Das grünhäutige Mädchen sank kraftlos zu Boden. Mittlerweile brannten die einzelnen Tropfen nicht mehr, sondern Elphabas ganzer Körper schien in Flammen zu stehen. Vielleicht, wenn sie Glück hatte, brachte die Allergie sie um, dann musste sie all die Demütigungen nicht mehr länger ertragen. Ihren Vater würde es ohnehin nicht kümmern, wenn sie auf einmal nicht mehr da war.
„Elphie? Wo bist du?“
Die Stimme ließ sie schwach den Kopf heben. Sie erkannte ihre kleine Schwester Nessarose, die mit ihrem Rollstuhl mühsam über den nassen Weg heran kam.
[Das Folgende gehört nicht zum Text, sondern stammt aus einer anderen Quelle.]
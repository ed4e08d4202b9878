//! Portfolio model: the capital partition and realized performance.

use rust_decimal::Decimal;
use serde::{Deserialize, Serialize};

/// Running portfolio state, owned and mutated only by the ledger.
#[derive(Debug, Clone, Serialize, Deserialize)]
pub struct Portfolio {
    /// Uninvested capital available for sizing new trades
    pub balance: Decimal,

    /// Capital locked in active trades at cost basis
    pub invested: Decimal,

    /// Cumulative realized P&L across settled trades
    pub profit: Decimal,

    /// Percent of settled trades with positive P&L
    pub win_rate: f64,
}

impl Portfolio {
    pub fn new(starting_balance: Decimal) -> Self {
        Self {
            balance: starting_balance,
            invested: Decimal::ZERO,
            profit: Decimal::ZERO,
            win_rate: 0.0,
        }
    }

    /// Total capital across the balance/invested partition.
    pub fn equity(&self) -> Decimal {
        self.balance + self.invested
    }
}
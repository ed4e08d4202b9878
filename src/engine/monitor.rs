//! Position monitor: drives active trades to settlement against fresh
//! prices.
//!
//! Runs once per tick over the full trade history. Each active trade is
//! evaluated against the latest snapshot for its symbol; trades whose
//! symbol has no snapshot this tick are left untouched rather than judged
//! on a stale price.

use std::collections::HashMap;

use rust_decimal::Decimal;
use tracing::{info, warn};

use crate::models::{MarketSnapshot, Trade, TradeSide, TradeStatus};

use super::Ledger;

/// Sweeps active trades against stop-loss and take-profit boundaries and
/// realizes P&L into the ledger. The only writer of a trade's terminal
/// fields.
pub struct PositionMonitor;

impl PositionMonitor {
    pub fn new() -> Self {
        Self
    }

    /// Evaluate every active trade once. Returns the number of trades
    /// settled this sweep.
    ///
    /// The stop-loss boundary is checked before take-profit, so a price
    /// that gapped past both in one tick settles the trade as `Stopped`.
    /// Terminal trades are never re-evaluated.
    pub fn sweep(
        &self,
        trades: &mut [Trade],
        snapshots: &HashMap<String, MarketSnapshot>,
        ledger: &mut Ledger,
    ) -> usize {
        let mut settled = 0;

        for trade in trades.iter_mut().filter(|t| t.is_active()) {
            let Some(snapshot) = snapshots.get(&trade.symbol) else {
                continue;
            };
            let current = snapshot.price;

            let status = if stop_hit(trade, current) {
                TradeStatus::Stopped
            } else if target_hit(trade, current) {
                TradeStatus::Closed
            } else {
                continue;
            };

            let pnl = trade.pnl_at(current);
            let proceeds = current * Decimal::from(trade.quantity);
            ledger.settle(trade.cost_basis(), proceeds, pnl);

            trade.status = status;
            trade.pnl = Some(pnl);
            settled += 1;

            match status {
                TradeStatus::Stopped => warn!(
                    symbol = %trade.symbol,
                    side = trade.side.as_str(),
                    price = %current,
                    stop = %trade.stop_loss,
                    pnl = %pnl,
                    "Stop-loss hit, trade stopped"
                ),
                _ => info!(
                    symbol = %trade.symbol,
                    side = trade.side.as_str(),
                    price = %current,
                    target = %trade.take_profit,
                    pnl = %pnl,
                    "Take-profit hit, trade closed"
                ),
            }
        }

        settled
    }
}

impl Default for PositionMonitor {
    fn default() -> Self {
        Self::new()
    }
}

fn stop_hit(trade: &Trade, current: Decimal) -> bool {
    match trade.side {
        TradeSide::Buy => current <= trade.stop_loss,
        TradeSide::Sell => current >= trade.stop_loss,
    }
}

fn target_hit(trade: &Trade, current: Decimal) -> bool {
    match trade.side {
        TradeSide::Buy => current >= trade.take_profit,
        TradeSide::Sell => current <= trade.take_profit,
    }
}
use challenge_params::prelude::ChallengeParams;

use crate::{
    challenge::{events::BisectEvent, machine::ChallengeOutput, state::Challenge},
    errors::{ChallengeError, ChallengeResult},
    segments::validate_bisection,
};

impl Challenge {
    /// Processes a bisection of the contested segment.
    ///
    /// Allowed in both block and execution mode. The contested segment must span more than one
    /// unit and is split into `min(length, max_challenge_degree)` parts.
    pub(crate) fn process_bisect(
        &mut self,
        cfg: &ChallengeParams,
        bisect: BisectEvent,
    ) -> ChallengeResult<ChallengeOutput> {
        let BisectEvent {
            ctx,
            selection,
            new_segments,
        } = bisect;

        let segment = self.check_move(&ctx, &selection, None, "Bisect")?;
        if segment.length <= 1 {
            return Err(ChallengeError::DegenerateSelection {
                reason: "a single unit cannot be bisected",
            });
        }

        let degree = segment.length.min(cfg.max_challenge_degree);
        let expected = usize::try_from(degree)
            .ok()
            .and_then(|degree| degree.checked_add(1))
            .unwrap_or(usize::MAX);
        if new_segments.len() != expected {
            return Err(ChallengeError::BadDegree {
                expected,
                actual: new_segments.len(),
            });
        }

        // the length check above guarantees at least two segments
        let (Some(first), Some(last)) = (new_segments.first(), new_segments.last()) else {
            return Err(ChallengeError::BadDegree {
                expected,
                actual: new_segments.len(),
            });
        };
        validate_bisection(&selection, *first, *last)?;

        let bisected = self.complete_bisection(segment.start, segment.length, new_segments);
        self.take_turn(ctx.timestamp);

        Ok(ChallengeOutput::with_signals(vec![bisected]))
    }
}
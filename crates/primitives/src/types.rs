//! Fixed-size byte types and aliases used throughout the challenge protocol.

use std::fmt;

use serde::{Deserialize, Serialize};

/// Index handle of a challenge inside the challenge manager.
pub type ChallengeIndex = u64;

/// Wall-clock timestamp in seconds.
pub type Timestamp = u64;

/// A 32-byte commitment.
///
/// The all-zero value is never produced by hashing in practice and is used as the "unsatisfiable"
/// commitment.
#[derive(Clone, Copy, Default, PartialEq, Eq, PartialOrd, Ord, Hash, Serialize, Deserialize)]
pub struct Bytes32(#[serde(with = "hex::serde")] [u8; 32]);

impl Bytes32 {
    /// The all-zero value.
    pub const ZERO: Self = Self([0u8; 32]);

    /// Wraps the given bytes.
    pub const fn new(bytes: [u8; 32]) -> Self {
        Self(bytes)
    }

    /// Returns the underlying bytes.
    pub const fn as_bytes(&self) -> &[u8; 32] {
        &self.0
    }

    /// Returns `true` if every byte is zero.
    pub fn is_zero(&self) -> bool {
        self.0 == [0u8; 32]
    }

    /// Encodes an integer as a 32-byte big-endian word, left-padded with zeroes.
    pub fn from_u64_be(value: u64) -> Self {
        let mut buf = [0u8; 32];
        buf[24..].copy_from_slice(&value.to_be_bytes());
        Self(buf)
    }
}

impl From<[u8; 32]> for Bytes32 {
    fn from(bytes: [u8; 32]) -> Self {
        Self(bytes)
    }
}

impl AsRef<[u8]> for Bytes32 {
    fn as_ref(&self) -> &[u8] {
        &self.0
    }
}

impl fmt::Display for Bytes32 {
    fn fmt(&self, f: &mut fmt::Formatter<'_>) -> fmt::Result {
        write!(f, "0x{}", hex::encode(self.0))
    }
}

impl fmt::Debug for Bytes32 {
    fn fmt(&self, f: &mut fmt::Formatter<'_>) -> fmt::Result {
        write!(f, "Bytes32({self})")
    }
}

/// A 20-byte account address identifying a participant or a collaborator.
#[derive(Clone, Copy, Default, PartialEq, Eq, PartialOrd, Ord, Hash, Serialize, Deserialize)]
pub struct Address(#[serde(with = "hex::serde")] [u8; 20]);

impl Address {
    /// The zero address, used wherever "no address" is meant.
    pub const ZERO: Self = Self([0u8; 20]);

    /// Wraps the given bytes.
    pub const fn new(bytes: [u8; 20]) -> Self {
        Self(bytes)
    }

    /// Returns the underlying bytes.
    pub const fn as_bytes(&self) -> &[u8; 20] {
        &self.0
    }

    /// Returns `true` if this is the zero address.
    pub fn is_zero(&self) -> bool {
        self.0 == [0u8; 20]
    }
}

impl From<[u8; 20]> for Address {
    fn from(bytes: [u8; 20]) -> Self {
        Self(bytes)
    }
}

impl fmt::Display for Address {
    fn fmt(&self, f: &mut fmt::Formatter<'_>) -> fmt::Result {
        write!(f, "0x{}", hex::encode(self.0))
    }
}

impl fmt::Debug for Address {
    fn fmt(&self, f: &mut fmt::Formatter<'_>) -> fmt::Result {
        write!(f, "Address({self})")
    }
}

/// The environment of a single external invocation: who is calling and when.
#[derive(Debug, Clone, Copy, PartialEq, Eq, Hash, Serialize, Deserialize)]
pub struct CallContext {
    /// The address that submitted the call.
    pub sender: Address,
    /// The time at which the call is executed.
    pub timestamp: Timestamp,
}

impl CallContext {
    /// Creates a new call context.
    pub const fn new(sender: Address, timestamp: Timestamp) -> Self {
        Self { sender, timestamp }
    }
}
„Hier, Nessa... ich bin hier.“
Elphaba rappelte sich erneut auf die Beine. Sie konnte kaum stehen, weil ihre Glieder bei jeder Bewegung unsagbar schmerzten. Der eine Mensch auf der Welt, der sie gern hatte, gab ihr jetzt wieder Kraft. Auch mit Nessarose hatte es das Schicksal nicht gut gemeint, sie wusste wie es war, anders zu sein, denn sie hatte nie einen Schritt getan. Obwohl es sie sehr anstrengte, war sie den Weg hierher gekommen, um ihre große Schwester zu suchen.
Elphaba hob das Buch auf, und ging so schnell sie konnte hinüber zu Nessarose, um den Rollstuhl unter die Plattform der Rutsche zu schieben, wo es trocken war. Sie konnte nicht mehr. Ihr Kopf sank auf die Schulter ihrer Schwester. Diese legte vorsichtig den Arm um sie, und sie warteten zusammen auf das Ende des Gewitters. Sie beschützten einander vor den Gemeinheiten der Welt.
Mit dem nachlassenden Regen vergingen auch langsam die brennenden Schmerzen. Doch Ereignisse wie dieses würde es noch oft geben, das wusste Elphaba genau. Sie war anders, und würde es bleiben. Aber so lange es jemanden gab, der sie mochte wie sie war, würde sie alles ertragen.
Mit einem leichten Seufzten steckte sie das völlig durchnässte Buch in den Beutel von Nessaroses Rollstuhl, und schob ihre kleine Schwester zurück nach Hause. Einige wenige Sonnenstrahlen durchbrachen bereits die dunklen Wolken.